- EXERCISE GOAL: Provide again, from the entries below, every line from the one containing "health check endpoint." through the one containing "over the pool", exactly as written, and no other line.

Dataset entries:

= = = = = = =

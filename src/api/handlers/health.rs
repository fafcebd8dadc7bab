//! Handler for health check endpoint.

use axum::{Json, extract::State, http::StatusCode};

use crate::api::dto::health::{CheckStatus, HealthChecks, HealthResponse};
use crate::state::AppState;

/// Returns service health status with component checks.
///
/// # Endpoint
///
/// `GET /health`
///
/// # Response Codes
///
/// - **200 OK**: All components healthy
/// - **503 Service Unavailable**: One or more components degraded
///
/// # Components Checked
///
/// 1. **Database**: `SELECT 1` over the pool
/// 2. **Storage**: upload directory is present and writable
///
/// # Response
///
/// ```json
/// {
///   "status": "healthy",
///   "version": "0.1.0",
///   "checks": {
///     "database": { "status": "ok", "message": "Connected" },
///     "storage": { "status": "ok", "message": "Writable" }
///   }
/// }
/// ```
pub async fn health_handler(
    State(state): State<AppState>,
) -> Result<Json<HealthResponse>, (StatusCode, Json<HealthResponse>)> {
    let db_check = check_database(&state).await;
    let storage_check = check_storage(&state).await;

    let all_healthy = db_check.is_ok() && storage_check.is_ok();

    let response = HealthResponse {
        status: if all_healthy { "healthy" } else { "degraded" }.to_string(),
        version: env!("CARGO_PKG_VERSION").to_string(),
        checks: HealthChecks {
            database: db_check,
            storage: storage_check,
        },
    };

    if all_healthy {
        Ok(Json(response))
    } else {
        Err((StatusCode::SERVICE_UNAVAILABLE, Json(response)))
    }
}

async fn check_database(state: &AppState) -> CheckStatus {
    match sqlx::query_scalar::<_, i32>("SELECT 1")
        .fetch_one(state.db.as_ref())
        .await
    {
        Ok(_) => CheckStatus::ok("Connected"),
        Err(e) => CheckStatus::error(format!("Database error: {}", e)),
    }
}

async fn check_storage(state: &AppState) -> CheckStatus {
    if state.storage.health_check().await {
        CheckStatus::ok("Writable")
    } else {
        CheckStatus::error("Upload storage unavailable")
    }
}
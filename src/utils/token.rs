//! Random identifiers: session tokens and storage object keys.

use crate::error::AppError;
use base64::Engine as _;
use rand::Rng;
use serde_json::json;

/// Length of random bytes behind an object key before base64 encoding.
const OBJECT_KEY_BYTES: usize = 12;

const TOKEN_CHARSET: &[u8] = b"ABCDEFGHIJKLMNOPQRSTUVWXYZabcdefghijklmnopqrstuvwxyz0123456789";
const TOKEN_LEN: usize = 48;

/// Generates a session token.
///
/// # Format
///
/// - Length: 48 characters
/// - Character set: A-Z, a-z, 0-9
/// - Entropy: ~286 bits
pub fn generate_session_token() -> String {
    let mut rng = rand::rng();

    (0..TOKEN_LEN)
        .map(|_| {
            let idx = rng.random_range(0..TOKEN_CHARSET.len());
            TOKEN_CHARSET[idx] as char
        })
        .collect()
}

/// Generates a random object key with the given extension, e.g. `Xq3...Vb.png`.
///
/// Uses `getrandom` for entropy and URL-safe base64 without padding, giving a
/// 16-character stem.
///
/// # Errors
///
/// Returns [`AppError::Internal`] if the system random number generator fails.
pub fn generate_object_key(extension: &str) -> Result<String, AppError> {
    let mut buffer = [0u8; OBJECT_KEY_BYTES];

    getrandom::fill(&mut buffer).map_err(|e| {
        AppError::internal(
            "Failed to generate random bytes",
            json!({ "reason": e.to_string() }),
        )
    })?;

    let stem = base64::engine::general_purpose::URL_SAFE_NO_PAD.encode(buffer);
    Ok(format!("{}.{}", stem, extension))
}
//! PostgreSQL implementation of the experience repository.

use async_trait::async_trait;
use chrono::{DateTime, NaiveDate, Utc};
use sqlx::PgPool;
use std::sync::Arc;

use crate::domain::entities::{Experience, NewExperience};
use crate::domain::repositories::ExperienceRepository;
use crate::error::AppError;

pub struct PgExperienceRepository {
    pool: Arc<PgPool>,
}

impl PgExperienceRepository {
    pub fn new(pool: Arc<PgPool>) -> Self {
        Self { pool }
    }
}

#[derive(sqlx::FromRow)]
struct ExperienceRow {
    id: i64,
    title: String,
    company: String,
    start_date: NaiveDate,
    end_date: Option<NaiveDate>,
    description: String,
    created_at: DateTime<Utc>,
    updated_at: DateTime<Utc>,
}

impl From<ExperienceRow> for Experience {
    fn from(r: ExperienceRow) -> Self {
        Experience {
            id: r.id,
            title: r.title,
            company: r.company,
            start_date: r.start_date,
            end_date: r.end_date,
            description: r.description,
            created_at: r.created_at,
            updated_at: r.updated_at,
        }
    }
}

#[async_trait]
impl ExperienceRepository for PgExperienceRepository {
    async fn create(&self, new_experience: NewExperience) -> Result<Experience, AppError> {
        let row = sqlx::query_as::<_, ExperienceRow>(
            r#"
            INSERT INTO experiences (title, company, start_date, end_date, description)
            VALUES ($1, $2, $3, $4, $5)
            RETURNING id, title, company, start_date, end_date, description, created_at, updated_at
            "#,
        )
        .bind(&new_experience.title)
        .bind(&new_experience.company)
        .bind(new_experience.start_date)
        .bind(new_experience.end_date)
        .bind(&new_experience.description)
        .fetch_one(self.pool.as_ref())
        .await?;

        Ok(row.into())
    }

    async fn list(&self) -> Result<Vec<Experience>, AppError> {
        // Current positions first, then by most recent start
        let rows = sqlx::query_as::<_, ExperienceRow>(
            r#"
            SELECT id, title, company, start_date, end_date, description, created_at, updated_at
            FROM experiences
            ORDER BY end_date DESC NULLS FIRST, start_date DESC, id DESC
            "#,
        )
        .fetch_all(self.pool.as_ref())
        .await?;

        Ok(rows.into_iter().map(Into::into).collect())
    }

    async fn delete(&self, id: i64) -> Result<bool, AppError> {
        let result = sqlx::query("DELETE FROM experiences WHERE id = $1")
            .bind(id)
            .execute(self.pool.as_ref())
            .await?;

        Ok(result.rows_affected() > 0)
    }
}
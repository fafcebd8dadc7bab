//! Work experience entity.

use chrono::{DateTime, NaiveDate, Utc};

/// A position held, with an optional end date (`None` means current).
#[derive(Debug, Clone)]
pub struct Experience {
    pub id: i64,
    pub title: String,
    pub company: String,
    pub start_date: NaiveDate,
    pub end_date: Option<NaiveDate>,
    pub description: String,
    pub created_at: DateTime<Utc>,
    pub updated_at: DateTime<Utc>,
}

impl Experience {
    pub fn is_current(&self) -> bool {
        self.end_date.is_none()
    }

    /// Human-readable period, e.g. `Jan 2021 - Present`.
    pub fn period(&self) -> String {
        let start = self.start_date.format("%b %Y");
        match self.end_date {
            Some(end) => format!("{} - {}", start, end.format("%b %Y")),
            None => format!("{} - Present", start),
        }
    }
}

#[derive(Debug, Clone, PartialEq, Eq)]
pub struct NewExperience {
    pub title: String,
    pub company: String,
    pub start_date: NaiveDate,
    pub end_date: Option<NaiveDate>,
    pub description: String,
}
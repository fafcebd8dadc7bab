//! Project entity shown on the portfolio home page.

use chrono::{DateTime, Utc};

/// A portfolio project with its cover image.
#[derive(Debug, Clone)]
pub struct Project {
    pub id: i64,
    pub title: String,
    pub description: String,
    pub image_url: String,
    pub demo_link: Option<String>,
    pub created_at: DateTime<Utc>,
    pub updated_at: DateTime<Utc>,
}

/// Input data for creating a new project.
#[derive(Debug, Clone, PartialEq, Eq)]
pub struct NewProject {
    pub title: String,
    pub description: String,
    pub image_url: String,
    pub demo_link: Option<String>,
}

/// Update for an existing project.
///
/// `image_url: None` keeps the current image. `demo_link: None` clears the link.
#[derive(Debug, Clone, PartialEq, Eq)]
pub struct ProjectPatch {
    pub title: String,
    pub description: String,
    pub demo_link: Option<String>,
    pub image_url: Option<String>,
}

= = = = = = =

- EXERCISE OUTPUT:
//! Handler for health check endpoint.

use axum::{Json, extract::State, http::StatusCode};

use crate::api::dto::health::{CheckStatus, HealthChecks, HealthResponse};
use crate::state::AppState;

/// Returns service health status with component checks.
///
/// # Endpoint
///
/// `GET /health`
///
/// # Response Codes
///
/// - **200 OK**: All components healthy
/// - **503 Service Unavailable**: One or more components degraded
///
/// # Components Checked
///
/// 1. **Database**: `SELECT 1` over the pool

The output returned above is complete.